Zevra resubmitted an application for the drug, arimoclomol, after the FDA rejected it in 2021. The drug is based on a synthetic chemical derivative and is administered to patients three times a day.
The agency said that Zevra’s new clinical trial analysis using a revised scale “appear[s] to show a trend toward slower progression” in patients who received arimoclomol compared to placebo at one year — a positive signal for the company. According to the agency’s briefing documents released Wednesday, the FDA and Zevra agreed to a reanalysis that removed measures of cognition, where there were concerns with the validity and reliability of the data.

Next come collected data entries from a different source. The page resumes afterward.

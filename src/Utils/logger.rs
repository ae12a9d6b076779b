use chrono::Local;
use log::LevelFilter;
use simplelog::*;
use std::fs::File;
use strum_macros::{Display, EnumString};

/// logging levels accepted in task files
#[derive(Debug, Clone, Copy, PartialEq, Default, Display, EnumString)]
#[strum(serialize_all = "lowercase", ascii_case_insensitive)]
pub enum LogLevel {
    #[strum(serialize = "off", serialize = "none")]
    Off,
    Error,
    #[default]
    Warn,
    Info,
    Debug,
}

impl LogLevel {
    pub fn to_level_filter(self) -> LevelFilter {
        match self {
            LogLevel::Off => LevelFilter::Off,
            LogLevel::Error => LevelFilter::Error,
            LogLevel::Warn => LevelFilter::Warn,
            LogLevel::Info => LevelFilter::Info,
            LogLevel::Debug => LevelFilter::Debug,
        }
    }
}

/// name of the log file for a run started now
pub fn log_file_name() -> String {
    let date_and_time = Local::now().format("%Y-%m-%d_%H-%M-%S");
    format!("log_{}.txt", date_and_time)
}

/// Installs the global logger: terminal output plus, optionally, a log file named by
/// `log_file_name`. Returns false if logging is off or a logger was already installed.
pub fn init_logger(level: LogLevel, log_to_file: bool) -> bool {
    if level == LogLevel::Off {
        return false;
    }
    let level = level.to_level_filter();
    let mut loggers: Vec<Box<dyn SharedLogger>> = Vec::new();
    loggers.push(TermLogger::new(
        level,
        Config::default(),
        TerminalMode::Mixed,
        ColorChoice::Auto,
    ));
    if log_to_file {
        let name = log_file_name();
        match File::create(&name) {
            Ok(file) => loggers.push(WriteLogger::new(level, Config::default(), file)),
            Err(e) => eprintln!("cannot create log file {}: {}", name, e),
        }
    }
    CombinedLogger::init(loggers).is_ok()
}
use criterion::{Criterion, criterion_group, criterion_main};
use std::hint::black_box;
use RustedPolyArea::numerical::riemann::left_riemann_area;
use RustedPolyArea::symbolic::polynomial::Polynomial;

fn bench_parse(c: &mut Criterion) {
    let input = "3.5x^7 - 2x^6 + x^5 - 0.25x^4 + 12x^3 - x^2 + 7x - 42";
    c.bench_function("parse polynomial", |b| {
        b.iter(|| Polynomial::parse(black_box(input)).unwrap())
    });
}

fn bench_riemann(c: &mut Criterion) {
    let f1 = Polynomial::parse("x^3 - 2x + 1").unwrap();
    let f2 = Polynomial::parse("0.5x^2").unwrap();
    let mut group = c.benchmark_group("left Riemann sum");
    for n in [100usize, 10_000] {
        group.bench_function(format!("n = {}", n), |b| {
            b.iter(|| left_riemann_area(&f1, &f2, -2.0, 2.0, black_box(n)).unwrap())
        });
    }
    group.finish();
}

criterion_group!(benches, bench_parse, bench_riemann);
criterion_main!(benches);
//! Data types for documents, chunks, and retrieved matches.

use std::collections::HashMap;

use serde::{Deserialize, Serialize};

/// A source document containing extracted text content and metadata.
///
/// Text extraction from the original format (PDF, plain text, ...) happens
/// upstream; a `Document` always carries plain text.
#[derive(Debug, Clone, Serialize, Deserialize, PartialEq)]
pub struct Document {
    /// Unique identifier for the document.
    pub id: String,
    /// The extracted text content of the document.
    pub text: String,
    /// Key-value metadata associated with the document (e.g. `filename`).
    pub metadata: HashMap<String, String>,
    /// Optional URI pointing to the original source.
    #[serde(skip_serializing_if = "Option::is_none")]
    pub source_uri: Option<String>,
}

impl Document {
    /// Create a document from an id and text, with empty metadata.
    pub fn new(id: impl Into<String>, text: impl Into<String>) -> Self {
        Self { id: id.into(), text: text.into(), metadata: HashMap::new(), source_uri: None }
    }

    /// Add a metadata entry, consuming and returning the document.
    pub fn with_metadata(mut self, key: impl Into<String>, value: impl Into<String>) -> Self {
        self.metadata.insert(key.into(), value.into());
        self
    }
}

/// A bounded contiguous segment of a [`Document`], the unit of embedding
/// and retrieval.
#[derive(Debug, Clone, Serialize, Deserialize, PartialEq)]
pub struct Chunk {
    /// Unique identifier, `{document_id}_{sequence_index}`.
    pub id: String,
    /// The trimmed text content of the chunk.
    pub text: String,
    /// Position within the source document, 0-based and strictly increasing.
    pub sequence_index: usize,
    /// The ID of the owning [`Document`].
    pub document_id: String,
    /// Metadata inherited from the document plus chunk-specific fields
    /// (`chunk_index`, `total_chunks`, char offsets).
    pub metadata: HashMap<String, String>,
    /// The vector embedding for this chunk's text. Empty until the
    /// pipeline attaches one.
    pub embedding: Vec<f32>,
}

/// A retrieved [`Chunk`] paired with a similarity score.
///
/// Produced fresh per query and never persisted.
#[derive(Debug, Clone, Serialize, Deserialize)]
pub struct ScoredChunk {
    /// The retrieved chunk.
    pub chunk: Chunk,
    /// The similarity score (higher is more relevant).
    pub score: f32,
}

But the agency also said it has “concerns regarding the validity of the primary endpoint,” and that “there is uncertainty regarding the strength of the evidence” from the pivotal study.
Zevra’s shares $ZVRA were up around 20% Wednesday. The newly formed Genetic Metabolic Diseases Advisory Committee will vote Friday on whether Zevra’s data support that arimoclomol is effective for treating the disease. The FDA isn’t required to follow the committee’s recommendation, but often does.
Another key point likely to be discussed Friday is the role of miglustat, a drug approved in the EU, Canada and Japan, but not in the US for Niemann-Pick disease. In the US, miglustat is marketed by Johnson & Johnson as Zavesca for certain Gaucher disease patients, but the drug is also used off-label to treat Niemann-Pick disease type C. “The briefing docs seem positive on combination use,” wrote William Blair analyst Tim Lugo Wednesday morning, noting that is “something to watch” for Friday.
In the pivotal clinical trial, Study NPC-002, 78% of patients were also receiving miglustat.
The regulatory agency also raised a series of concerns over the preclinical data describing arimoclomol’s effects, both in cell and mouse studies, and questioned the preclinical data around the drug’s proposed mechanism of action.
“Beyond the data discussions, we expect significant patient advocacy at the meeting in support of approval,” Lugo wrote.
Arimoclomol was previously being developed by Orphazyme — a Danish neurodegenerative disease biotech that was a “meme stock” before the 2021 FDA rejection. Zevra acquired Orphazyme and the drug in 2022, and conducted additional nonclinical studies and reanalyzed the pivotal clinical trial results before resubmitting to the FDA.
The FDA has until Sept. 21 to rule on the drug.